Our example poem this week is by Marilyn Nelson. Her poem Green-Thumb Boy is about George Washington Carver, a black botanist who was originally born as a slave, but flourished as a scientist after slavery was abolished. The poem is from the perspective of another scientist, Pammel, a white man who taught Carver at Iowa State. I like listening to Pammel’s perspective, as he changes his mind about Carver, ultimately ending up impressed with him, and considering him a colleague.
This week, I want you to write a poem about a historical figure, either from the perspective of that figure, or from the perspective of another character observing the famous one. What are distinguishing features about this person that you can highlight? Note, you can either tell a realistic tale, or place the historical character in a new setting (like Walt Whitman in a grocery store, ala Allen Ginsberg’s A Supermarket in California). Have fun with it!

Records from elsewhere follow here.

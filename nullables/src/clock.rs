//! Nullable clock: deterministic time for testing.

use blockfeed_types::Clock;
use std::sync::atomic::{AtomicI64, Ordering};

/// A deterministic clock for testing.
///
/// Time only advances when you tell it to.
#[derive(Debug, Default)]
pub struct NullClock {
    current: AtomicI64,
}

impl NullClock {
    pub fn new(initial_millis: i64) -> Self {
        Self {
            current: AtomicI64::new(initial_millis),
        }
    }

    /// Advance time by a number of milliseconds.
    pub fn advance(&self, millis: i64) {
        self.current.fetch_add(millis, Ordering::SeqCst);
    }

    /// Set the time to a specific value.
    pub fn set(&self, millis: i64) {
        self.current.store(millis, Ordering::SeqCst);
    }
}

impl Clock for NullClock {
    fn now_millis(&self) -> i64 {
        self.current.load(Ordering::SeqCst)
    }
}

By the way, I retrieved the image of George Washington Carver from the New York Public Library’s Digital Collection: Schomburg Center for Research in Black Culture, Art and Artifacts Division, The New York Public Library. “Dr. G.W. Carver at Work in His Laboratory” The New York Public Library Digital Collections. 1935 – 1943.
The second prompt this week is to think of a disappointment, either a real one in your own life, or one that you imagine. Write a poem about that disappointment, using at least one simile or metaphor for how the speaker feels (read about the lonely tree in Edna St. Vincent Millay’s sonnet “What my lips have kissed…”).